Chapter One, the book's introduction, is very well structured and it is solid. This includes the important discussion on the ethnogenesis and ethnography of the barbarians. Following the famous work of Wenskus 1961 and his theory on the Traditionskerne, various scholars (beginning with the Austrian school of Wolfram and Pohl) have taken different positions with regard to this question. Stadermann carefully explains the "Forschungsstand" and with an accurate theoretical frame, he does not omit the works of sociologists.
In Chapter Two, Stadermann introduces the image of the Goths in the Western Roman authors of the late fourth and the fifth centuries: Ambrosius of Milan, Augustine, Orosius, Sidonius Apollinaris, Paulinus of Pella. All of them predate the Merovingian dynasty, and in their times, the Franks were one of the many barbarian tribes moving to the West. However, their voices on the Visigoths are very important, not only because these intellectuals were contemporaries or even witnesses of the invasions and the impact of the Goths on Gaul, but also because they would be largely used by the Merovingian authors. Especially significant is the legacy of Augustine and Orosius. Sidonius's few letters on the Visigoths and on King Euric would be used with propagandistic intent by Gregory of Tours (cf. 117-118, 124).

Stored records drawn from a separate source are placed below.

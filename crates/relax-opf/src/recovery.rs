//! Rank-1 recovery of bus voltages and reshaping of duals.
//!
//! Phasors are propagated breadth-first from each root over the tracked
//! edges, in `edges` order: `v_j = √V_jj ∠(∠v_i − ∠V_ij)`. The first edge
//! that reaches a bus fixes its phasor; later (cycle-forming) edges do not
//! alter it and only show up in the reconstruction error.

use std::collections::VecDeque;

use num_complex::Complex64;

use crate::backend::ConicSolution;
use crate::error::OpfResult;
use crate::qcqp::{PowerKind, Qcqp, SparseHermitian, Vectorization};
use crate::result::{QcqpDuals, TaggedDual};

/// Bus voltage phasors of the rank-1 approximation of `v`.
///
/// Buses not reached from any root (which a verified scenario does not
/// have) start their own traversal at angle zero.
pub fn rank1_approximation(v: &SparseHermitian, roots: &[usize]) -> Vec<Complex64> {
    let n = v.diag.len();
    let mut adjacency: Vec<Vec<(usize, usize)>> = vec![Vec::new(); n];
    for (k, &(i, j)) in v.edges.iter().enumerate() {
        adjacency[i].push((j, k));
        adjacency[j].push((i, k));
    }

    let magnitude = |bus: usize| v.diag[bus].max(0.0).sqrt();
    let mut phasors = vec![Complex64::new(0.0, 0.0); n];
    let mut visited = vec![false; n];
    let seeds = roots.iter().copied().filter(|&r| r < n).chain(0..n);

    for seed in seeds {
        if visited[seed] {
            continue;
        }
        visited[seed] = true;
        phasors[seed] = Complex64::new(magnitude(seed), 0.0);
        let mut queue = VecDeque::from([seed]);

        while let Some(bus) = queue.pop_front() {
            for &(next, k) in &adjacency[bus] {
                if visited[next] {
                    continue;
                }
                visited[next] = true;
                let angle = phasors[bus].arg() - v.oriented(k, bus).arg();
                phasors[next] = Complex64::from_polar(magnitude(next), angle);
                queue.push_back(next);
            }
        }
    }
    phasors
}

/// Mean squared error between the tracked entries of `v` and those of the
/// rank-1 matrix `u uᴴ`, over the `dim_v + num_edges` tracked entries.
pub fn reconstruction_mse(v: &SparseHermitian, phasors: &[Complex64]) -> f64 {
    let count = v.diag.len() + v.edges.len();
    if count == 0 {
        return 0.0;
    }
    let diag: f64 = v
        .diag
        .iter()
        .zip(phasors)
        .map(|(&d, u)| (d - u.norm_sqr()).powi(2))
        .sum();
    let off: f64 = v
        .edges
        .iter()
        .zip(&v.off_diag)
        .map(|(&(i, j), &w)| (w - phasors[i] * phasors[j].conj()).norm_sqr())
        .sum();
    (diag + off) / count as f64
}

/// Reshape the backend duals into constraint groups.
///
/// Balance duals are negated into objective sensitivities, so that a
/// positive value is the marginal cost of serving more load at the bus.
pub fn reshape_duals(
    qcqp: &Qcqp,
    vectorization: &Vectorization,
    solution: &ConicSolution,
) -> OpfResult<QcqpDuals> {
    let n = qcqp.dim_v();
    let mut balance_p = vec![0.0; n];
    let mut balance_q = vec![0.0; n];
    for (tag, &dual) in vectorization.eq_tags.iter().zip(&solution.dual_eq) {
        match tag.kind {
            PowerKind::Active => balance_p[tag.bus] = -dual,
            PowerKind::Reactive => balance_q[tag.bus] = -dual,
        }
    }

    let inequality = vectorization
        .ineq_tags
        .iter()
        .zip(&solution.dual_ineq)
        .map(|(&tag, &value)| TaggedDual { tag, value })
        .collect();

    let num_vars = qcqp.num_vars();
    let lower = solution.dual_lower.get(..num_vars).unwrap_or(&solution.dual_lower[..]);
    let upper = solution.dual_upper.get(..num_vars).unwrap_or(&solution.dual_upper[..]);
    let bounds = qcqp.split_vectorization_bound_dual(lower, upper)?;

    Ok(QcqpDuals {
        balance_p,
        balance_q,
        inequality,
        bounds,
    })
}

With Chapter Three, Stadermann enters the world of early Merovingian Gaul, introducing Gregory of Tours, the main historian; Venantius Fortunatus, the most important surviving panegyrist; Marius of Avenches, the most significant author of Chronicles; and finally the hagiography. Topics of recurring interest in the sources receive a detailed investigation: the Battle of Vouillé; the representation of the Goths and their kings as Arian persecutors of the Catholics (see passim, also 258-272); the modality of election of some Visigothic kings. Stadermann shows how the critiques against Arianism generally postdate the events. Fifth-century authors who witnessed the invasions were more concerned with destruction of the territories and other problems of a socio-economic nature, including the coexistence between Romans and barbarians. Religion became a priority, a key of propaganda, especially for Merovingian authors who wrote a few generations after the conversion of Clovis. (A similar tendency can be detected for the history of Ostrogothic Italy in sources produced during or after the Byzantine invasion of Italy). Arianism was still part of the Gothic identity, and a Gothic expansion over Gaul could have been a threat for the Franks and Catholicism. In the various forms of invective, the Goths were even considered as a kind of instrumentum Dei to punish a lack of integrity (e.g. some authors' interpretation of the battle of Adrianople and Emperor Valens's death in year 378). Following the end of the kingdom of Toulouse, the Goths retreated to Spain, and about eighty years later they abandoned Arianism for Catholicism. At this point the religious distinction between Goths and Romans as expression of their identity collapsed (passim, also 282-294). The section "Raum und Identität: Hispanus id est Gothus" is very important (225-247). Stadermann's long and detailed analysis does justice to the importance of the sources. To the reviewer, this Chapter is the strongest one in the dissertation.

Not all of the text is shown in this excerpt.